You are just the cutest thing! So happy you found a happy home to grow up in! Soon you, too will be one of the big kids - hunting mice and happily being a cat!


----------



## 21inCostaRica (Aug 18, 2013)

Well it's arty Christmas Day arty and we are still here. Perla said that mum was fattening us up for Christmas. Silly girl.

Well sometimes my mum squishes me and says: Nilo, I am going to eat you up. But I think she means I'm cute.

We are not small anymore, but I can't show you pictures right now because one of my brothers killed my mum's computer dead O_O
:catsm :catsm :catsm :catsm :catsm :catsm

Merry Christmas everybody on CF!


----------



## Jetlaya67 (Sep 26, 2012)

Merry Christmas, thanks for the pictures!


----------



## TabbCatt (Mar 26, 2014)

Gorgeous photos as always, and beautiful cats!

Merry Christmas to you, 21! :xmasstree:catsm


----------



## 21inCostaRica (Aug 18, 2013)

Merry Christmas Jetlaya and TabbCatt :cat


----------



## bluemilk (Oct 3, 2005)

OOOO You're all so cute as little monkeys!

btw, who's the monkey?


----------



## 21inCostaRica (Aug 18, 2013)

Hi Kurt, and Merry Christmas 

The monkey and I haven't been formally introduced yet.

Sorry  The monkeys are a troop that live on my property. They are howler monkeys and are fairly common everywhere. I've just taken pictures of a white-faced cappuchin, very elusive and not at all seen so close to inhabited areas. I will post the pictures when I can.


----------



## spirite (Jul 31, 2012)

Oh my goodness!! So tiny and cute! Is Nive the slightly bigger silver tabby? Beautiful kitty.

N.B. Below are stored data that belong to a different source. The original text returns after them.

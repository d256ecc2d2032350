use crate::core::disambiguator::{classify, record_take, Verdict};
use crate::core::framing::FrameReassembler;
use crate::core::history::WeightHistory;
use crate::core::parser::parse_event;
use crate::core::trigger::{fire_put, fire_take, resolve_product};
use crate::domain::model::{CartCommand, DiagnosticSnapshot, WeightEvent};
use crate::domain::ports::{CartStore, CatalogResolver, Clock, DiagnosticSink};
use crate::utils::error::{Result, ShelfError};
use serde::Serialize;

/// 一次購物的狀態，由呼叫端持有。兩個 session 之間不共享任何東西
#[derive(Debug, Default, Clone)]
pub struct ShelfSession {
    frames: FrameReassembler,
    history: WeightHistory,
    last_cart_len: usize,
}

impl ShelfSession {
    pub fn new() -> Self {
        Self::default()
    }

    pub fn with_max_line_bytes(max_line_bytes: Option<usize>) -> Self {
        Self {
            frames: FrameReassembler::with_max_line_bytes(max_line_bytes),
            ..Self::default()
        }
    }

    pub fn history(&self) -> &WeightHistory {
        &self.history
    }

    pub fn frames(&self) -> &FrameReassembler {
        &self.frames
    }
}

#[derive(Debug, Default, Clone, Copy, PartialEq, Eq, Serialize)]
pub struct ProcessorStats {
    pub lines: u64,
    pub commands: u64,
    pub parse_errors: u64,
    pub lookup_errors: u64,
    pub rejected: u64,
    pub suppressed: u64,
    pub cart_errors: u64,
    pub history_resets: u64,
}

/// 把一段段原始資料轉成購物車變更。
/// 每一行依序走 解析 → 查目錄 → 容差判斷 → (更新歷史 | 拒絕) → (發出變更 | 抑制)，
/// 單行的任何錯誤都只影響該行。
pub struct StreamProcessor<R, C, D, K> {
    catalog: R,
    cart: C,
    diagnostics: D,
    clock: K,
    stats: ProcessorStats,
}

impl<R, C, D, K> StreamProcessor<R, C, D, K>
where
    R: CatalogResolver,
    C: CartStore,
    D: DiagnosticSink,
    K: Clock,
{
    pub fn new(catalog: R, cart: C, diagnostics: D, clock: K) -> Self {
        Self {
            catalog,
            cart,
            diagnostics,
            clock,
            stats: ProcessorStats::default(),
        }
    }

    pub fn cart(&self) -> &C {
        &self.cart
    }

    pub fn stats(&self) -> ProcessorStats {
        self.stats
    }

    pub fn process_chunk(&mut self, session: &mut ShelfSession, chunk: &[u8]) -> Vec<CartCommand> {
        let lines = session.frames.feed_bytes(chunk);

        lines
            .iter()
            .map(|line| line.trim())
            .filter(|line| !line.is_empty())
            .filter_map(|line| self.process_line(session, line).ok())
            .collect()
    }

    /// 處理一行完整資料；錯誤已在這裡記錄與計數
    pub fn process_line(&mut self, session: &mut ShelfSession, line: &str) -> Result<CartCommand> {
        self.stats.lines += 1;

        let result = self.handle_line(session, line);
        match &result {
            Ok(command) => {
                self.stats.commands += 1;
                tracing::info!(
                    "🛒 {} '{}' ({}g, shelf {})",
                    if command.is_add() { "Added" } else { "Removed" },
                    command.product_id(),
                    command.weight_event,
                    command.shelf.as_deref().unwrap_or("N/A")
                );
            }
            Err(e) => self.note_error(e),
        }
        result
    }

    fn handle_line(&mut self, session: &mut ShelfSession, line: &str) -> Result<CartCommand> {
        // 外部可能已經清空購物車
        self.sync_session(session);

        let event = parse_event(line, &self.clock.now_timestamp())?;
        self.cart.record_weight_event(&event);

        let resolved = resolve_product(&self.catalog, &event)?;

        let outcome = match classify(&session.history, &event, &resolved.entry) {
            Ok(Verdict::Take { .. }) => {
                let command = fire_take(&mut self.cart, &resolved, &event);
                record_take(&mut session.history, &event);
                command
            }
            Ok(Verdict::Put { .. }) => {
                let command = fire_put(&mut self.cart, &resolved, &event);
                session.history.remove_all(&event.product);
                command
            }
            Err(e) => Err(e),
        };

        self.sync_session(session);
        self.emit_snapshot(session, &event);
        outcome
    }

    /// 購物車空了就結束這一輪，清掉所有未配對的拿起
    fn sync_session(&mut self, session: &mut ShelfSession) {
        let cart_len = self.cart.len();
        if cart_len == 0 && !session.history.is_empty() {
            tracing::info!(
                "Cart is empty, clearing {} unresolved weight entries",
                session.history.size()
            );
            session.history.clear();
            self.stats.history_resets += 1;
        } else if cart_len == 0 && session.last_cart_len > 0 {
            tracing::debug!("Cart emptied, weight history already clear");
        }
        session.last_cart_len = cart_len;
    }

    fn emit_snapshot(&mut self, session: &ShelfSession, event: &WeightEvent) {
        let snapshot = DiagnosticSnapshot {
            timestamp: self.clock.now_timestamp(),
            history_size: session.history.size(),
            history_contents: session.history.entries().to_vec(),
            cart_length: self.cart.len(),
            product: event.product.clone(),
            grams: event.grams,
            action: event.action,
            shelf: event.shelf.clone(),
            top_of_history: session.history.peek().cloned(),
        };
        self.diagnostics.record(&snapshot);
    }

    fn note_error(&mut self, error: &ShelfError) {
        match error {
            ShelfError::ParseError { line, message } => {
                self.stats.parse_errors += 1;
                tracing::warn!("Dropping malformed line {:?}: {}", line, message);
            }
            ShelfError::LookupError { .. } => {
                self.stats.lookup_errors += 1;
                tracing::warn!("{}", error);
            }
            ShelfError::ValidationReject { .. } => {
                self.stats.rejected += 1;
                tracing::info!("{}", error);
            }
            ShelfError::DuplicateSuppressed { .. } => {
                self.stats.suppressed += 1;
                tracing::debug!("{}", error);
            }
            other => {
                self.stats.cart_errors += 1;
                tracing::error!("❌ Cart update failed: {}", other);
            }
        }
    }
}

#[cfg(test)]
mod tests {
    use super::*;
    use crate::adapters::cart::SharedCart;
    use crate::adapters::clock::FixedClock;
    use crate::adapters::diagnostics::MemoryDiagnostics;
    use crate::domain::model::{CartOp, ProductEntry};
    use std::collections::HashMap;

    struct TestCatalog(HashMap<String, ProductEntry>);

    impl TestCatalog {
        fn new() -> Self {
            let mut products = HashMap::new();
            for (code, id, grams) in [("A1", "P-A", 490.0), ("B2", "P-B", 250.0)] {
                products.insert(
                    code.to_string(),
                    ProductEntry {
                        product_id: id.to_string(),
                        name: None,
                        shelf: Some("1".to_string()),
                        nominal_weight: grams,
                    },
                );
            }
            Self(products)
        }
    }

    impl CatalogResolver for TestCatalog {
        fn resolve(&self, product: &str, _shelf: Option<&str>) -> Option<ProductEntry> {
            self.0.get(product).cloned()
        }
    }

    type TestProcessor = StreamProcessor<TestCatalog, SharedCart, MemoryDiagnostics, FixedClock>;

    fn processor() -> (TestProcessor, SharedCart, MemoryDiagnostics) {
        let cart = SharedCart::new();
        let diagnostics = MemoryDiagnostics::new();
        let processor = StreamProcessor::new(
            TestCatalog::new(),
            cart.clone(),
            diagnostics.clone(),
            FixedClock::new("2025-11-11 13:13:36"),
        );
        (processor, cart, diagnostics)
    }

    fn line(action: &str, product: &str, grams: f64) -> String {
        format!(
            r#"{{"action":"{}","product":"{}","grams":{},"shelf":"1"}}"#,
            action, product, grams
        )
    }

    #[test]
    fn test_take_issues_single_add() {
        let (mut processor, cart, _) = processor();
        let mut session = ShelfSession::new();

        let first = processor.process_line(&mut session, &line("take", "A1", -500.0));
        let replay = processor.process_line(&mut session, &line("take", "A1", -500.0));

        assert!(first.unwrap().is_add());
        assert!(matches!(replay, Err(ShelfError::DuplicateSuppressed { .. })));
        assert_eq!(cart.len(), 1);
        assert_eq!(processor.stats().commands, 1);
        assert_eq!(processor.stats().suppressed, 1);
    }

    #[test]
    fn test_put_boundary_accepts_exact_margin() {
        let (mut processor, cart, _) = processor();
        let mut session = ShelfSession::new();

        processor
            .process_line(&mut session, &line("take", "A1", -500.0))
            .unwrap();
        let command = processor
            .process_line(&mut session, &line("put", "A1", 550.0))
            .unwrap();

        assert!(matches!(command.op, CartOp::Remove { .. }));
        assert!(cart.is_empty());
        assert!(session.history().is_empty());
    }

    #[test]
    fn test_put_boundary_rejects_past_margin() {
        let (mut processor, cart, _) = processor();
        let mut session = ShelfSession::new();

        processor
            .process_line(&mut session, &line("take", "A1", -500.0))
            .unwrap();
        let result = processor.process_line(&mut session, &line("put", "A1", 550.01));

        assert!(matches!(result, Err(ShelfError::ValidationReject { .. })));
        assert_eq!(cart.len(), 1);
        assert_eq!(session.history().most_recent_weight("A1"), Some(-500.0));
    }

    #[test]
    fn test_take_history_similarity_boundary() {
        let (mut processor, _, _) = processor();
        let mut session = ShelfSession::new();

        let _ = processor.process_line(&mut session, &line("take", "A1", -500.0));
        let _ = processor.process_line(&mut session, &line("take", "A1", -480.0));
        assert_eq!(session.history().size(), 2);

        let _ = processor.process_line(&mut session, &line("take", "A1", -500.0));
        let _ = processor.process_line(&mut session, &line("take", "A1", -479.99));
        assert_eq!(session.history().size(), 3);
        assert_eq!(session.history().most_recent_weight("A1"), Some(-500.0));
    }

    #[test]
    fn test_history_cleared_when_cart_emptied_externally() {
        let (mut processor, cart, _) = processor();
        let mut session = ShelfSession::new();

        processor
            .process_line(&mut session, &line("take", "A1", -500.0))
            .unwrap();
        processor
            .process_line(&mut session, &line("take", "B2", -250.0))
            .unwrap();
        assert_eq!(session.history().size(), 2);

        // 收銀員在別的畫面把購物車清空
        cart.clear();

        let result = processor.process_line(&mut session, &line("put", "B2", 250.0));
        assert!(matches!(result, Err(ShelfError::DuplicateSuppressed { .. })));
        assert!(session.history().is_empty());
        assert_eq!(processor.stats().history_resets, 1);
    }

    #[test]
    fn test_put_that_empties_cart_clears_leftover_history() {
        let (mut processor, cart, _) = processor();
        let mut session = ShelfSession::new();

        processor
            .process_line(&mut session, &line("take", "A1", -500.0))
            .unwrap();
        processor
            .process_line(&mut session, &line("take", "B2", -250.0))
            .unwrap();

        // 店員手動把 B2 從購物車移掉，秤上的紀錄還在
        let item = cart.find_product("P-B").unwrap();
        let mut handle = cart.clone();
        handle
            .apply(&CartCommand {
                op: CartOp::Remove {
                    cart_id: item.cart_id,
                },
                product: item.product.clone(),
                timestamp: "2025-11-11 13:14:00".to_string(),
                weight_event: 0.0,
                shelf: None,
                shelf_confirmed: false,
            })
            .unwrap();
        assert_eq!(cart.len(), 1);
        assert_eq!(session.history().size(), 2);

        let command = processor
            .process_line(&mut session, &line("put", "A1", 500.0))
            .unwrap();

        assert!(matches!(command.op, CartOp::Remove { .. }));
        assert!(cart.is_empty());
        assert!(session.history().is_empty());
        assert_eq!(session.history().most_recent_weight("B2"), None);
        assert_eq!(processor.stats().history_resets, 1);
    }

    #[test]
    fn test_invalid_line_does_not_stop_chunk() {
        let (mut processor, cart, _) = processor();
        let mut session = ShelfSession::new();

        let chunk = format!("{{not json\n\n{}\n", line("take", "A1", -500.0));
        let commands = processor.process_chunk(&mut session, chunk.as_bytes());

        assert_eq!(commands.len(), 1);
        assert_eq!(cart.len(), 1);
        assert_eq!(processor.stats().parse_errors, 1);
        assert_eq!(processor.stats().lines, 2);
    }

    #[test]
    fn test_unknown_product_is_dropped() {
        let (mut processor, cart, diagnostics) = processor();
        let mut session = ShelfSession::new();

        let result = processor.process_line(&mut session, &line("take", "Z9", -500.0));

        assert!(matches!(result, Err(ShelfError::LookupError { .. })));
        assert!(cart.is_empty());
        assert!(diagnostics.snapshots().is_empty());
    }

    #[test]
    fn test_false_take_is_rejected_without_history() {
        let (mut processor, cart, diagnostics) = processor();
        let mut session = ShelfSession::new();

        let result = processor.process_line(&mut session, &line("take", "A1", -50.0));

        assert!(matches!(result, Err(ShelfError::ValidationReject { .. })));
        assert!(cart.is_empty());
        assert!(session.history().is_empty());
        assert_eq!(diagnostics.snapshots().len(), 1);
    }

    #[test]
    fn test_snapshot_reflects_state_after_command() {
        let (mut processor, _, diagnostics) = processor();
        let mut session = ShelfSession::new();

        processor
            .process_line(&mut session, &line("take", "A1", -500.0))
            .unwrap();

        let snapshots = diagnostics.snapshots();
        let last = snapshots.last().unwrap();
        assert_eq!(last.cart_length, 1);
        assert_eq!(last.history_size, 1);
        assert_eq!(last.top_of_history.as_ref().unwrap().weight, -500.0);
        assert_eq!(last.shelf.as_deref(), Some("1"));
    }

    #[test]
    fn test_sessions_are_independent() {
        let (mut processor, _, _) = processor();
        let mut first = ShelfSession::new();
        let mut second = ShelfSession::new();

        processor.process_chunk(&mut first, b"{\"action\":\"take\",");
        processor.process_chunk(&mut second, b"\n");

        assert_eq!(first.frames().pending(), "{\"action\":\"take\",");
        assert_eq!(processor.stats().lines, 0);
    }
}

So...I got sidetracked into looking at a whole bunch of other pics. You seem to have at least one of every color and pattern! So beautiful, and the pics of them outside are stunning. Are some of those baby pics of the adults? And WHO is the little cutie who fell asleep on the ball of yarn? :luv


----------



## 21inCostaRica (Aug 18, 2013)

Hi Spirite.
Yes that's Nive. Good guess! I will post better pictures soon. 
I think you mean Shemsu sleeping on the ball of yarn and that was back in 2010. The other two babies in those pictures are Lio and Lince, all grown up now.
The baby pictures from July 2014 are the Post Office babies, now almost 7 months old.
I really have to write titles for the pictures:razz:
I have mainly orange tabbies, grey tabbies, tuxies... I'm trying to upload something for you... Coming up hopefully in the next few days:razz:


----------